(Source data)
*** Block opens ***
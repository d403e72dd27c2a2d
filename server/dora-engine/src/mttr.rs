//! Mean time to restore, measured between the releases that bracket a bug.
//!
//! A bug counts only when it is closed and its repository has a release strictly before
//! its creation and another strictly after its closure. The restore time is the span
//! between those two releases, not the bug's own open/close duration.

use chrono::{DateTime, Utc};
use tracing::{debug, info};

use crate::clock::{Clock, SystemClock};
use crate::config::Config;
use crate::error::{MetricsError, Result};
use crate::event_log::EventLog;
use crate::repo::{MatchStrategy, RepoKey};
use crate::timestamp::{format_millis, ms_to_days, round2, window_start};
use crate::types::{BugEvent, BugInterval, Issue, Release, ReleaseEvent};

pub struct MeanTimeToRestoreCalculator {
  since_ms: i64,
  /// Bug-labeled issues with parsed timestamps, in input order.
  bugs: Vec<(Issue, BugEvent)>,
  /// Ascending by publish time.
  releases: Vec<ReleaseEvent>,
  repo_match: MatchStrategy,
  log: EventLog,
}

impl MeanTimeToRestoreCalculator {
  /// Fails with `EmptyInput` when `releases` is empty.
  pub fn new(issues: &[Issue], releases: &[Release], now: Option<DateTime<Utc>>) -> Result<Self> {
    Self::with_config(issues, releases, now, &Config::default(), &SystemClock)
  }

  pub fn with_config(
    issues: &[Issue],
    releases: &[Release],
    now: Option<DateTime<Utc>>,
    config: &Config,
    clock: &dyn Clock,
  ) -> Result<Self> {
    if releases.is_empty() {
      return Err(MetricsError::empty("release list"));
    }
    let now_ms = now.unwrap_or_else(|| clock.now()).timestamp_millis();

    let bugs = issues
      .iter()
      .filter(|i| i.has_label(&config.bug_label))
      .map(|i| BugEvent::from_issue(i).map(|b| (i.clone(), b)))
      .collect::<Result<Vec<_>>>()?;

    Ok(Self {
      since_ms: window_start(now_ms, config.restore_window_days),
      bugs,
      releases: ReleaseEvent::sorted(releases)?,
      repo_match: config.repo_match,
      log: EventLog::new(),
    })
  }

  /// Bugs created inside the restore window.
  pub fn issues_tagged_as_bug(&self) -> Vec<&Issue> {
    self.recent_bugs().map(|(issue, _)| issue).collect()
  }

  /// Open/close intervals of recent bugs that releases bracket on both sides.
  pub fn bracketed_bugs(&self) -> Vec<BugInterval> {
    let mut intervals = Vec::new();
    for (_, bug) in self.recent_bugs() {
      let closed_ms = match bug.closed_ms {
        Some(ms) => ms,
        None => continue,
      };
      if self.has_later_release(closed_ms, &bug.repo) && self.has_previous_release(bug.created_ms, &bug.repo) {
        intervals.push(BugInterval {
          start_ms: bug.created_ms,
          end_ms: closed_ms,
          repo: bug.repo.clone(),
        });
      } else {
        debug!(repo = %bug.repo, created = bug.created_ms, "bug not bracketed by releases");
      }
    }
    intervals
  }

  pub fn has_previous_release(&self, at_ms: i64, repo: &RepoKey) -> bool {
    self.releases_of(repo).any(|r| r.published_ms < at_ms)
  }

  pub fn has_later_release(&self, at_ms: i64, repo: &RepoKey) -> bool {
    self.releases_of(repo).any(|r| r.published_ms > at_ms)
  }

  /// Latest release of `repo` strictly before `at_ms`.
  pub fn release_before(&self, at_ms: i64, repo: &RepoKey) -> Result<&ReleaseEvent> {
    self
      .releases_of(repo)
      .filter(|r| r.published_ms < at_ms)
      .last()
      .ok_or_else(|| MetricsError::NoPreviousRelease {
        repo: repo.to_string(),
        at: format_millis(at_ms),
      })
  }

  /// Earliest release of `repo` strictly after `at_ms`.
  pub fn release_after(&self, at_ms: i64, repo: &RepoKey) -> Result<&ReleaseEvent> {
    self
      .releases_of(repo)
      .find(|r| r.published_ms > at_ms)
      .ok_or_else(|| MetricsError::NoLaterRelease {
        repo: repo.to_string(),
        at: format_millis(at_ms),
      })
  }

  /// Milliseconds from the release preceding the bug to the release following its fix.
  pub fn restore_time(&self, bug: &BugInterval) -> Result<i64> {
    let before = self.release_before(bug.start_ms, &bug.repo)?;
    let after = self.release_after(bug.end_ms, &bug.repo)?;
    Ok(after.published_ms - before.published_ms)
  }

  /// Mean restore time in days, rounded to two decimals; `0.0` without bracketed bugs.
  pub fn mttr(&mut self) -> f64 {
    let mut spans: Vec<i64> = Vec::new();
    for bug in self.bracketed_bugs() {
      let (before, after) = match (
        self.release_before(bug.start_ms, &bug.repo),
        self.release_after(bug.end_ms, &bug.repo),
      ) {
        (Ok(b), Ok(a)) => (b.published_ms, a.published_ms),
        // Bracketing was checked when the interval was built.
        _ => continue,
      };
      let span = after - before;
      self.log.push(format!(
        "bug->      {} {} .. {}",
        bug.repo,
        format_millis(bug.start_ms),
        format_millis(bug.end_ms)
      ));
      self
        .log
        .push(format!("  restore-> {} .. {}", format_millis(before), format_millis(after)));
      self.log.push(format!("  {:.2} days", ms_to_days(span as f64)));
      spans.push(span);
    }

    if spans.is_empty() {
      return 0.0;
    }
    let mean_ms = spans.iter().sum::<i64>() as f64 / spans.len() as f64;
    let days = round2(ms_to_days(mean_ms));
    info!(bugs = spans.len(), mttr = days, "mean time to restore");
    days
  }

  pub fn log(&self) -> &EventLog {
    &self.log
  }

  fn recent_bugs(&self) -> impl Iterator<Item = &(Issue, BugEvent)> {
    let since = self.since_ms;
    self.bugs.iter().filter(move |(_, b)| b.created_ms > since)
  }

  fn releases_of(&self, repo: &RepoKey) -> impl Iterator<Item = &ReleaseEvent> {
    let strategy = self.repo_match;
    let repo = repo.clone();
    self
      .releases
      .iter()
      .filter(move |r| strategy.matches(&r.source_url, &repo))
  }
}

#[cfg(test)]
mod tests {
  use super::*;
  use crate::timestamp::{parse_millis, ONE_DAY_MS};
  use crate::types::Label;
  use chrono::TimeZone;

  fn bug(repo: &str, created_at: &str, closed_at: Option<&str>) -> Issue {
    Issue {
      created_at: created_at.into(),
      closed_at: closed_at.map(String::from),
      repository_url: format!("https://api.github.com/repos/stenjo/{}", repo),
      labels: vec![Label { name: "bug".into() }],
    }
  }

  fn release(repo: &str, published_at: &str) -> Release {
    Release {
      url: format!("https://api.github.com/repos/stenjo/{}/releases/1", repo),
      name: format!("{}-{}", repo, &published_at[..10]),
      published_at: published_at.into(),
    }
  }

  fn april_20() -> Option<DateTime<Utc>> {
    Some(Utc.with_ymd_and_hms(2023, 4, 20, 0, 0, 0).unwrap())
  }

  fn ms(s: &str) -> i64 {
    parse_millis("t", s).unwrap()
  }

  #[test]
  fn empty_release_list_is_rejected() {
    let err = MeanTimeToRestoreCalculator::new(&[], &[], None).err().unwrap();
    assert!(matches!(err, MetricsError::EmptyInput { .. }));
  }

  #[test]
  fn only_recent_bugs_are_tagged() {
    let issues = vec![
      bug("dora", "2023-04-11T00:00:00Z", None),
      bug("dora", "2023-03-01T00:00:00Z", None),
      Issue {
        labels: vec![Label { name: "feature".into() }],
        ..bug("dora", "2023-04-12T00:00:00Z", None)
      },
    ];
    let c = MeanTimeToRestoreCalculator::new(&issues, &[release("dora", "2023-04-10T00:00:00Z")], april_20()).unwrap();
    assert_eq!(c.issues_tagged_as_bug().len(), 1);
  }

  #[test]
  fn release_before_and_after() {
    let releases = vec![
      release("dora", "2023-04-13T00:00:00Z"),
      release("dora", "2023-04-05T00:00:00Z"),
      release("dora", "2023-04-10T00:00:00Z"),
      release("other", "2023-04-11T00:00:00Z"),
    ];
    let c = MeanTimeToRestoreCalculator::new(&[], &releases, april_20()).unwrap();
    let dora = RepoKey::from("dora");

    let at = ms("2023-04-11T12:00:00Z");
    assert_eq!(c.release_before(at, &dora).unwrap().published_ms, ms("2023-04-10T00:00:00Z"));
    assert_eq!(c.release_after(at, &dora).unwrap().published_ms, ms("2023-04-13T00:00:00Z"));

    let early = ms("2023-04-01T00:00:00Z");
    assert!(!c.has_previous_release(early, &dora));
    let err = c.release_before(early, &dora).unwrap_err();
    assert!(matches!(err, MetricsError::NoPreviousRelease { .. }));
    assert!(err.is_recoverable());

    let late = ms("2023-04-14T00:00:00Z");
    assert!(!c.has_later_release(late, &dora));
    assert!(matches!(
      c.release_after(late, &dora).unwrap_err(),
      MetricsError::NoLaterRelease { .. }
    ));
  }

  #[test]
  fn release_exactly_at_timestamp_does_not_bracket() {
    let c = MeanTimeToRestoreCalculator::new(&[], &[release("dora", "2023-04-10T00:00:00Z")], april_20()).unwrap();
    let at = ms("2023-04-10T00:00:00Z");
    let dora = RepoKey::from("dora");
    assert!(!c.has_previous_release(at, &dora));
    assert!(!c.has_later_release(at, &dora));
  }

  #[test]
  fn unbracketed_bugs_are_excluded() {
    let issues = vec![
      // Still open.
      bug("dora", "2023-04-11T00:00:00Z", None),
      // No release after the fix.
      bug("dora", "2023-04-11T00:00:00Z", Some("2023-04-14T00:00:00Z")),
      // No release before creation.
      bug("dora", "2023-04-09T00:00:00Z", Some("2023-04-12T00:00:00Z")),
    ];
    let releases = vec![
      release("dora", "2023-04-10T00:00:00Z"),
      release("dora", "2023-04-13T00:00:00Z"),
    ];
    let mut c = MeanTimeToRestoreCalculator::new(&issues, &releases, april_20()).unwrap();
    assert!(c.bracketed_bugs().is_empty());
    assert_eq!(c.mttr(), 0.0);
    assert!(c.log().is_empty());
  }

  #[test]
  fn restore_time_spans_bracketing_releases() {
    let issues = vec![bug("dora", "2023-04-11T00:00:00Z", Some("2023-04-12T00:00:00Z"))];
    let releases = vec![
      release("dora", "2023-04-10T00:00:00Z"),
      release("dora", "2023-04-13T00:00:00Z"),
    ];
    let c = MeanTimeToRestoreCalculator::new(&issues, &releases, april_20()).unwrap();
    let bugs = c.bracketed_bugs();
    assert_eq!(bugs.len(), 1);
    assert_eq!(c.restore_time(&bugs[0]).unwrap(), 3 * ONE_DAY_MS);
  }

  #[test]
  fn mean_over_two_repositories() {
    let issues = vec![
      bug("dora", "2023-04-11T00:00:00Z", Some("2023-04-12T00:00:00Z")),
      bug("metrics", "2023-04-06T00:00:00Z", Some("2023-04-08T00:00:00Z")),
    ];
    let releases = vec![
      release("dora", "2023-04-10T00:00:00Z"),
      release("dora", "2023-04-13T00:00:00Z"),
      release("metrics", "2023-04-05T00:00:00Z"),
      release("metrics", "2023-04-11T00:00:00Z"),
    ];
    let mut c = MeanTimeToRestoreCalculator::new(&issues, &releases, april_20()).unwrap();
    assert_eq!(c.mttr(), 4.5);
    assert_eq!(c.log().count_containing("bug->"), 2);
    assert_eq!(c.log().count_containing("restore->"), 2);
  }
}
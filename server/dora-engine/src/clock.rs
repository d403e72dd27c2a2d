//! Source of "now" for calculators that default their reference time.

use chrono::{DateTime, Utc};

pub trait Clock: Send + Sync {
  fn now(&self) -> DateTime<Utc>;
}

/// Wall clock.
#[derive(Debug, Clone, Copy, Default)]
pub struct SystemClock;

impl Clock for SystemClock {
  fn now(&self) -> DateTime<Utc> {
    Utc::now()
  }
}

/// Always returns the same instant.
#[derive(Debug, Clone, Copy)]
pub struct FixedClock(pub DateTime<Utc>);

impl Clock for FixedClock {
  fn now(&self) -> DateTime<Utc> {
    self.0
  }
}
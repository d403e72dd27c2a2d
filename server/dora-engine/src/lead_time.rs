//! Change lead time: earliest commit of a merged pull request to the release that shipped it.

use std::sync::Arc;

use chrono::{DateTime, Utc};
use tracing::{debug, info, warn};

use crate::clock::{Clock, SystemClock};
use crate::commits::CommitSource;
use crate::config::{Config, ReleaseSelection};
use crate::error::Result;
use crate::event_log::EventLog;
use crate::repo::{MatchStrategy, RepoKey};
use crate::timestamp::{self, format_millis, ms_to_days, round2, window_start};
use crate::types::{CommitEvent, MergedPull, PullRequest, Release, ReleaseEvent};

pub struct LeadTimeCalculator {
  pulls: Vec<MergedPull>,
  /// Input order, not sorted.
  releases: Vec<ReleaseEvent>,
  commits: Arc<dyn CommitSource>,
  main_branch: String,
  filtered_prefixes: Vec<String>,
  release_selection: ReleaseSelection,
  repo_match: MatchStrategy,
  log: EventLog,
}

impl LeadTimeCalculator {
  pub fn new(
    pulls: &[PullRequest],
    releases: &[Release],
    commits: Arc<dyn CommitSource>,
    now: Option<DateTime<Utc>>,
  ) -> Result<Self> {
    Self::with_config(pulls, releases, commits, now, &Config::default(), &SystemClock)
  }

  /// Keeps pulls merged inside the lead time window; unmerged pulls are dropped here.
  pub fn with_config(
    pulls: &[PullRequest],
    releases: &[Release],
    commits: Arc<dyn CommitSource>,
    now: Option<DateTime<Utc>>,
    config: &Config,
    clock: &dyn Clock,
  ) -> Result<Self> {
    let now_ms = now.unwrap_or_else(|| clock.now()).timestamp_millis();
    let since = window_start(now_ms, config.lead_time_window_days);

    let mut merged = Vec::new();
    for pull in pulls {
      let merged_ms = match timestamp::parse_optional_millis("pull.merged_at", pull.merged_at.as_deref())? {
        Some(ms) if ms > since => ms,
        _ => continue,
      };
      merged.push(MergedPull {
        merged_ms,
        merged_at: pull.merged_at.clone().unwrap_or_default(),
        title: pull.title.clone(),
        base_ref: pull.base.ref_name.clone(),
        repo_name: pull.base.repo.name.clone(),
        commits_url: pull.commits_url.clone(),
      });
    }

    let releases = releases
      .iter()
      .map(ReleaseEvent::from_release)
      .collect::<Result<Vec<_>>>()?;

    Ok(Self {
      pulls: merged,
      releases,
      commits,
      main_branch: config.main_branch.clone(),
      filtered_prefixes: config.filtered_prefixes.clone(),
      release_selection: config.release_selection,
      repo_match: config.repo_match,
      log: EventLog::new(),
    })
  }

  /// Mean lead time in days, rounded to two decimals; `0.0` when nothing contributed.
  ///
  /// With `filtered`, only pulls whose title starts with one of the configured prefixes
  /// (`feat`, `fix`) count. Commits are fetched one pull at a time, in pull order.
  pub async fn lead_time(&mut self, filtered: bool) -> Result<f64> {
    if self.pulls.is_empty() || self.releases.is_empty() {
      return Ok(0.0);
    }
    if filtered {
      self.log.push("\nLog is filtered - only feat and fix.");
    }

    let mut lead_times: Vec<f64> = Vec::new();
    for pull in &self.pulls {
      let repo = match self.qualifying_repo(pull, filtered) {
        Some(repo) => repo,
        None => continue,
      };

      let deploy = match self.deploying_release(pull.merged_ms, &repo) {
        Some(release) => release.clone(),
        None => {
          debug!(title = %pull.title, %repo, "no release after merge");
          continue;
        }
      };

      let commits = match self.commits.commits(&pull.commits_url).await? {
        Some(commits) => commits,
        None => {
          warn!(location = %pull.commits_url, "commit source returned nothing");
          Vec::new()
        }
      };
      let first = match earliest_commit(
        &commits
          .iter()
          .map(CommitEvent::from_commit)
          .collect::<Result<Vec<_>>>()?,
      ) {
        Some(commit) => commit,
        None => {
          debug!(title = %pull.title, "pull has no commits");
          continue;
        }
      };

      let days = ms_to_days((deploy.published_ms - first.committed_ms) as f64);
      self.log.push(format!("pull->      {} : {}", pull.merged_at, pull.title));
      self
        .log
        .push(format!("  commit->  {} : {}", first.committed_at, first.message));
      self.log.push(format!(
        "  release-> {} : {}",
        format_millis(deploy.published_ms),
        deploy.name
      ));
      self.log.push(format!("  {:.2} days", days));
      lead_times.push(days);
    }

    if lead_times.is_empty() {
      return Ok(0.0);
    }
    let mean = round2(lead_times.iter().sum::<f64>() / lead_times.len() as f64);
    info!(pulls = lead_times.len(), lead_time = mean, "lead time");
    Ok(mean)
  }

  pub fn log(&self) -> &EventLog {
    &self.log
  }

  /// Repository the pull counts toward, when it merged into the main branch of a named
  /// repository (and passes the title filter).
  fn qualifying_repo(&self, pull: &MergedPull, filtered: bool) -> Option<RepoKey> {
    let name = pull.repo_name.as_deref().filter(|n| !n.is_empty())?;
    if pull.merged_at.is_empty() || pull.base_ref != self.main_branch {
      return None;
    }
    if filtered && !self.filtered_prefixes.iter().any(|p| pull.title.starts_with(p.as_str())) {
      debug!(title = %pull.title, "filtered out");
      return None;
    }
    Some(RepoKey::from(name))
  }

  fn deploying_release(&self, merged_ms: i64, repo: &RepoKey) -> Option<&ReleaseEvent> {
    let mut later = self
      .releases
      .iter()
      .filter(|r| r.published_ms > merged_ms && self.repo_match.matches(&r.source_url, repo));
    match self.release_selection {
      ReleaseSelection::FirstMatch => later.next(),
      ReleaseSelection::Earliest => later.min_by_key(|r| r.published_ms),
    }
  }
}

fn earliest_commit(commits: &[CommitEvent]) -> Option<CommitEvent> {
  commits.iter().min_by_key(|c| c.committed_ms).cloned()
}
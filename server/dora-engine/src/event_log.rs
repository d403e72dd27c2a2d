//! Append-only audit trail of the events that contributed to a metric.

use serde::Serialize;

#[derive(Debug, Clone, Default, PartialEq, Eq, Serialize)]
#[serde(transparent)]
pub struct EventLog(Vec<String>);

impl EventLog {
  pub fn new() -> Self {
    Self::default()
  }

  pub fn push(&mut self, line: impl Into<String>) {
    self.0.push(line.into());
  }

  pub fn entries(&self) -> &[String] {
    &self.0
  }

  pub fn iter(&self) -> std::slice::Iter<'_, String> {
    self.0.iter()
  }

  pub fn len(&self) -> usize {
    self.0.len()
  }

  pub fn is_empty(&self) -> bool {
    self.0.is_empty()
  }

  /// Count lines containing `needle`.
  pub fn count_containing(&self, needle: &str) -> usize {
    self.0.iter().filter(|l| l.contains(needle)).count()
  }

  pub fn into_inner(self) -> Vec<String> {
    self.0
  }
}

impl<'a> IntoIterator for &'a EventLog {
  type Item = &'a String;
  type IntoIter = std::slice::Iter<'a, String>;

  fn into_iter(self) -> Self::IntoIter {
    self.0.iter()
  }
}
//! # CD-04 Aggregation
//!
//! Censored statistics for configured discovery fields.
//!
//! ## Architecture
//!
//! - **Domain Layer** (`domain/`): bin assembly and filter conditions, pure
//! - **Ports Layer** (`ports/`):
//!   - `AggregationApi` (inbound): field stats, options, totals, search counts
//!   - `RecordStore` (outbound): read-only grouped/range/prefix counts
//! - **Service Layer** (`service/`): `StatsService`, one storage round trip
//!   per query (bins of a numeric field are counted concurrently)
//! - **Adapters** (`adapters/`): `InMemoryRecordStore` over JSON documents
//!
//! ## Per-datatype behaviour
//!
//! | Datatype | Bins | Missing bucket |
//! |----------|------|----------------|
//! | string | declared enum order, else observed values sorted case-insensitively | records with no value |
//! | number | generated `[floor, ceil)` ranges | total minus records in any bin |
//! | date | every month between first and last observed | absent or non-ISO values |
//!
//! The missing bucket is appended last, and only when its censored count is
//! nonzero.
//!
//! ## Invariants
//!
//! - **INVARIANT-1**: Every emitted count passed through a `Censor`.
//! - **INVARIANT-2**: Derived labels with a censored count of zero are never
//!   emitted; declared labels always are.
//! - **INVARIANT-3**: Month histograms have no gaps between the first and last
//!   observed month.

pub mod adapters;
pub mod domain;
pub mod error;
pub mod ports;
pub mod service;

pub use adapters::InMemoryRecordStore;
pub use domain::{Condition, Groups, Predicate};
pub use error::{AggregationError, InvalidFilterValue, StorageError};
pub use ports::{AggregationApi, RecordStore};
pub use service::StatsService;
//! Ports layer for the Discovery subsystem.

pub mod inbound;

pub use inbound::DiscoveryApi;
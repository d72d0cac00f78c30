//! Static policy authorizer
//!
//! An in-process `AuthorizationService` answering from a fixed list of
//! grants. Used by the admin tool and by tests; production deployments talk
//! to the real authorization service instead.

use async_trait::async_trait;
use shared_types::{Caller, Permission, ResourceScope};
use std::collections::BTreeSet;

use crate::error::AuthzError;
use crate::ports::AuthorizationService;

/// Who a grant applies to.
#[derive(Debug, Clone, PartialEq, Eq)]
pub enum Subject {
    /// Every caller, anonymous ones included.
    Everyone,
    /// A single authenticated principal.
    Principal(String),
}

impl Subject {
    fn matches(&self, caller: &Caller) -> bool {
        match self {
            Self::Everyone => true,
            Self::Principal(principal) => caller.principal.as_deref() == Some(principal.as_str()),
        }
    }
}

/// Permissions granted to a subject on a resource and everything inside it.
#[derive(Debug, Clone, PartialEq, Eq)]
pub struct Grant {
    pub subject: Subject,
    pub resource: ResourceScope,
    pub permissions: BTreeSet<Permission>,
}

/// Authorizer answering from a fixed set of grants.
#[derive(Debug, Clone, Default)]
pub struct StaticPolicyAuthorizer {
    grants: Vec<Grant>,
}

impl StaticPolicyAuthorizer {
    pub fn new() -> Self {
        Self::default()
    }

    pub fn with_grant(
        mut self,
        subject: Subject,
        resource: ResourceScope,
        permissions: impl IntoIterator<Item = Permission>,
    ) -> Self {
        self.grants.push(Grant {
            subject,
            resource,
            permissions: permissions.into_iter().collect(),
        });
        self
    }

    /// Everyone may see counts, at every level, on the whole node.
    pub fn counts_for_everyone() -> Self {
        Self::new().with_grant(
            Subject::Everyone,
            ResourceScope::Everything,
            [Permission::QueryProjectLevelCounts, Permission::QueryDatasetLevelCounts],
        )
    }

    /// Everyone may see everything on the node.
    pub fn data_for_everyone() -> Self {
        Self::counts_for_everyone().with_grant(
            Subject::Everyone,
            ResourceScope::Everything,
            [Permission::QueryData],
        )
    }

    fn is_granted(&self, caller: &Caller, resource: &ResourceScope, permission: Permission) -> bool {
        self.grants.iter().any(|grant| {
            grant.subject.matches(caller)
                && grant.permissions.contains(&permission)
                && grant.resource.contains(resource)
        })
    }
}

#[async_trait]
impl AuthorizationService for StaticPolicyAuthorizer {
    async fn evaluate(
        &self,
        caller: &Caller,
        resources: &[ResourceScope],
        permissions: &[Permission],
    ) -> Result<Vec<bool>, AuthzError> {
        Ok(resources
            .iter()
            .map(|resource| {
                permissions
                    .iter()
                    .all(|permission| self.is_granted(caller, resource, *permission))
            })
            .collect())
    }
}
*** Block closes ***
# [Task to carry out]
In the entries above, find each line that includes the string "matches" and copy it.

# [Task output]
      .filter(move |r| strategy.matches(&r.source_url, &repo))
    assert!(matches!(err, MetricsError::EmptyInput { .. }));
    assert!(matches!(err, MetricsError::NoPreviousRelease { .. }));
    assert!(matches!(
      .filter(|r| r.published_ms > merged_ms && self.repo_match.matches(&r.source_url, repo));
    fn matches(&self, caller: &Caller) -> bool {
            grant.subject.matches(caller)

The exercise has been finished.